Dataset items
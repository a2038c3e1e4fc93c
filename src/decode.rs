//! A module for all decoding needs.
use crate::error::LzwError;
use crate::{Code, Configuration, LzwStatus, StreamResult};

#[cfg(feature = "std")]
use crate::AllResult;
#[cfg(feature = "std")]
use std::io::{self, BufRead, Write};

/// The number of codes parsed from text before they are decoded.
#[cfg(feature = "std")]
const CODE_CHUNK: usize = 1 << 12;
#[cfg(feature = "std")]
const STREAM_BUF_SIZE: usize = 1 << 16;

/// The state for decoding a sequence of LZW codes back into bytes.
///
/// The decoder learns the same pairs as the encoder did, one for every code after the first,
/// until its table is full.
pub struct Decoder {
    state: Box<DecodeState>,
}

/// A decoding stream sink.
///
/// Reads codes as decimal numbers, one per line. See [`Decoder::into_stream`] on how to create
/// this type.
///
/// [`Decoder::into_stream`]: struct.Decoder.html#method.into_stream
#[cfg(feature = "std")]
pub struct IntoStream<'d, W> {
    decoder: &'d mut Decoder,
    writer: W,
}

#[derive(Clone, Copy)]
struct Link {
    prefix: Code,
    byte: u8,
}

struct DecodeState {
    /// The configured sizes of the table.
    config: Configuration,

    /// The table of decoded codes.
    table: Table,

    /// The expansion of the last code that was not yet written.
    buffer: Buffer,

    /// The previously decoded code.
    last: Option<Code>,

    /// If the input was marked as complete.
    has_ended: bool,
}

struct Buffer {
    bytes: Vec<u8>,
    read_mark: usize,
}

struct Table {
    inner: Vec<Link>,
    depths: Vec<u32>,
    table_size: usize,
}

impl Decoder {
    /// Create a new decoder with a 12-bit table over all byte values.
    pub fn new() -> Self {
        Self::with_config(Configuration::default())
    }

    /// Create a new decoder with the specified table sizes.
    ///
    /// This must match the configuration of the encoder that produced the codes.
    pub fn with_config(config: Configuration) -> Self {
        Decoder {
            state: Box::new(DecodeState::new(config)),
        }
    }

    /// The configuration this decoder was created with.
    pub fn config(&self) -> Configuration {
        self.state.config
    }

    /// The code that will be assigned to the next learned pair.
    pub fn next_code(&self) -> usize {
        self.state.table.inner.len()
    }

    /// Decode some codes from `inp` into bytes in `out`.
    ///
    /// Bytes of a code that do not fit into `out` are kept and written by the next call.
    pub fn decode_codes(&mut self, inp: &[Code], out: &mut [u8]) -> StreamResult {
        self.state.advance(inp, out)
    }

    /// Decode all of `inp` into a vector.
    pub fn decode_vec(&mut self, mut inp: &[Code]) -> Result<Vec<u8>, LzwError> {
        let mut decoded = Vec::with_capacity(inp.len());
        let mut outbuf = [0; 1 << 10];
        loop {
            let result = self.decode_codes(inp, &mut outbuf);
            inp = &inp[result.consumed_in..];
            decoded.extend_from_slice(&outbuf[..result.consumed_out]);
            match result.status? {
                LzwStatus::Ok => {}
                LzwStatus::NoProgress | LzwStatus::Done => break,
            }
        }
        Ok(decoded)
    }

    /// Construct a decoder into a writer.
    #[cfg(feature = "std")]
    pub fn into_stream<W: Write>(&mut self, writer: W) -> IntoStream<'_, W> {
        IntoStream {
            decoder: self,
            writer,
        }
    }

    /// Mark the code sequence as complete.
    ///
    /// Once all codes are consumed and their bytes written the decoder reports `Done`.
    pub fn finish(&mut self) {
        self.state.has_ended = true;
    }
}

impl Default for Decoder {
    fn default() -> Self {
        Decoder::new()
    }
}

#[cfg(feature = "std")]
impl<W: Write> IntoStream<'_, W> {
    /// Decode codes from a reader.
    ///
    /// Blank lines are skipped; any other line must hold exactly one decimal code.
    pub fn decode(&mut self, read: impl BufRead) -> AllResult {
        self.decode_part(read, false)
    }

    /// Decode codes from a reader and mark the sequence as complete.
    pub fn decode_all(mut self, read: impl BufRead) -> AllResult {
        self.decode_part(read, true)
    }

    fn decode_part(&mut self, mut read: impl BufRead, finish: bool) -> AllResult {
        let IntoStream { decoder, writer } = self;
        enum Progress {
            Ok,
            Done,
        }

        let mut bytes_read = 0;
        let mut bytes_written = 0;

        let read_bytes = &mut bytes_read;
        let write_bytes = &mut bytes_written;

        let mut line = String::new();
        let mut codes = Vec::with_capacity(CODE_CHUNK);
        let mut outbuf = vec![0; STREAM_BUF_SIZE];
        let once = move || -> io::Result<Progress> {
            codes.clear();
            while codes.len() < CODE_CHUNK {
                line.clear();
                let len = read.read_line(&mut line)?;
                if len == 0 {
                    break;
                }

                *read_bytes += len;
                let text = line.trim();
                if text.is_empty() {
                    continue;
                }

                let code = text.parse::<Code>().map_err(|err| {
                    io::Error::new(
                        io::ErrorKind::InvalidData,
                        format!("invalid code {:?}: {}", text, err),
                    )
                })?;
                codes.push(code);
            }

            let exhausted = codes.len() < CODE_CHUNK;
            if exhausted && finish {
                decoder.finish();
            }

            let mut inp = &codes[..];
            loop {
                let result = decoder.decode_codes(inp, &mut outbuf[..]);
                inp = &inp[result.consumed_in..];
                writer.write_all(&outbuf[..result.consumed_out])?;
                *write_bytes += result.consumed_out;

                match result.status.map_err(io::Error::from)? {
                    LzwStatus::Ok => {}
                    LzwStatus::NoProgress => break,
                    LzwStatus::Done => return Ok(Progress::Done),
                }
            }

            if exhausted {
                Ok(Progress::Done)
            } else {
                Ok(Progress::Ok)
            }
        };

        let status = core::iter::repeat_with(once)
            .scan((), |(), result| match result {
                Ok(Progress::Ok) => Some(Ok(())),
                Err(err) => Some(Err(err)),
                Ok(Progress::Done) => None,
            })
            .fuse()
            .collect();

        AllResult {
            bytes_read,
            bytes_written,
            status,
        }
    }
}

impl DecodeState {
    fn new(config: Configuration) -> Self {
        DecodeState {
            config,
            table: Table::new(&config),
            buffer: Buffer::new(),
            last: None,
            has_ended: false,
        }
    }

    fn advance(&mut self, mut inp: &[Code], mut out: &mut [u8]) -> StreamResult {
        let o_in = inp.len();
        let o_out = out.len();
        let mut status = Ok(LzwStatus::Ok);

        loop {
            let remain = self.buffer.buffer();
            let count = remain.len().min(out.len());
            let (into, tail) = core::mem::take(&mut out).split_at_mut(count);
            into.copy_from_slice(&remain[..count]);
            self.buffer.consume(count);
            out = tail;

            if !self.buffer.buffer().is_empty() {
                break;
            }

            let (&code, rest) = match inp.split_first() {
                Some(split) => split,
                None => break,
            };

            match self.last {
                // The first code has nothing to extend and teaches nothing.
                None => {
                    if code >= self.config.alphabet_size() {
                        log::trace!("first code {} is not a literal", code);
                        status = Err(LzwError::InvalidCode);
                        break;
                    }
                    self.buffer.reconstruct(&self.table, code);
                }
                Some(prev) => {
                    let next = self.table.inner.len();
                    if usize::from(code) < next {
                        self.buffer.reconstruct(&self.table, code);
                    } else if usize::from(code) == next && !self.table.is_full() {
                        // The code is the one being learned now: the previous string and its own
                        // first byte.
                        self.buffer.reconstruct(&self.table, prev);
                        self.buffer.repeat_first();
                    } else {
                        log::trace!("code {} is beyond the next code {}", code, next);
                        status = Err(LzwError::InvalidCode);
                        break;
                    }

                    if !self.table.is_full() {
                        self.table.derive(prev, self.buffer.first());
                    }
                }
            }

            self.last = Some(code);
            inp = rest;
        }

        if inp.is_empty() && self.has_ended && self.buffer.buffer().is_empty() && status.is_ok() {
            status = Ok(LzwStatus::Done);
        }

        let consumed_in = o_in - inp.len();
        let consumed_out = o_out - out.len();
        if let Ok(LzwStatus::Ok) = status {
            if consumed_in == 0 && consumed_out == 0 {
                status = Ok(LzwStatus::NoProgress);
            }
        }

        StreamResult {
            consumed_in,
            consumed_out,
            status,
        }
    }
}

impl Buffer {
    fn new() -> Self {
        Buffer {
            bytes: Vec::new(),
            read_mark: 0,
        }
    }

    /// Replace the buffer with the expansion of `code`.
    fn reconstruct(&mut self, table: &Table, code: Code) {
        let depth = table.depths[usize::from(code)] as usize;
        self.bytes.clear();
        self.bytes.resize(depth, 0);
        self.read_mark = 0;

        let mut code_iter = code;
        for ch in self.bytes.iter_mut().rev() {
            let link = table.inner[usize::from(code_iter)];
            *ch = link.byte;
            code_iter = link.prefix;
        }
    }

    fn repeat_first(&mut self) {
        let first = self.first();
        self.bytes.push(first);
    }

    fn first(&self) -> u8 {
        self.bytes[0]
    }

    fn buffer(&self) -> &[u8] {
        &self.bytes[self.read_mark..]
    }

    fn consume(&mut self, amt: usize) {
        self.read_mark += amt;
    }
}

impl Table {
    fn new(config: &Configuration) -> Self {
        let table_size = config.table_size();
        let mut inner = Vec::with_capacity(table_size);
        let mut depths = Vec::with_capacity(table_size);
        for ch in 0..config.alphabet_size() {
            inner.push(Link::base(ch as u8));
            depths.push(1);
        }

        Table {
            inner,
            depths,
            table_size,
        }
    }

    fn is_full(&self) -> bool {
        self.inner.len() >= self.table_size
    }

    fn derive(&mut self, prev: Code, byte: u8) {
        let depth = self.depths[usize::from(prev)] + 1;
        self.inner.push(Link { prefix: prev, byte });
        self.depths.push(depth);
    }
}

impl Link {
    fn base(byte: u8) -> Self {
        Link { prefix: 0, byte }
    }
}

### EXERCISE DIRECTIONS
Show every line in the entries above that contains the string "expansion".

### RESPONSE AREA
    /// The expansion of the last code that was not yet written.
    /// Replace the buffer with the expansion of `code`.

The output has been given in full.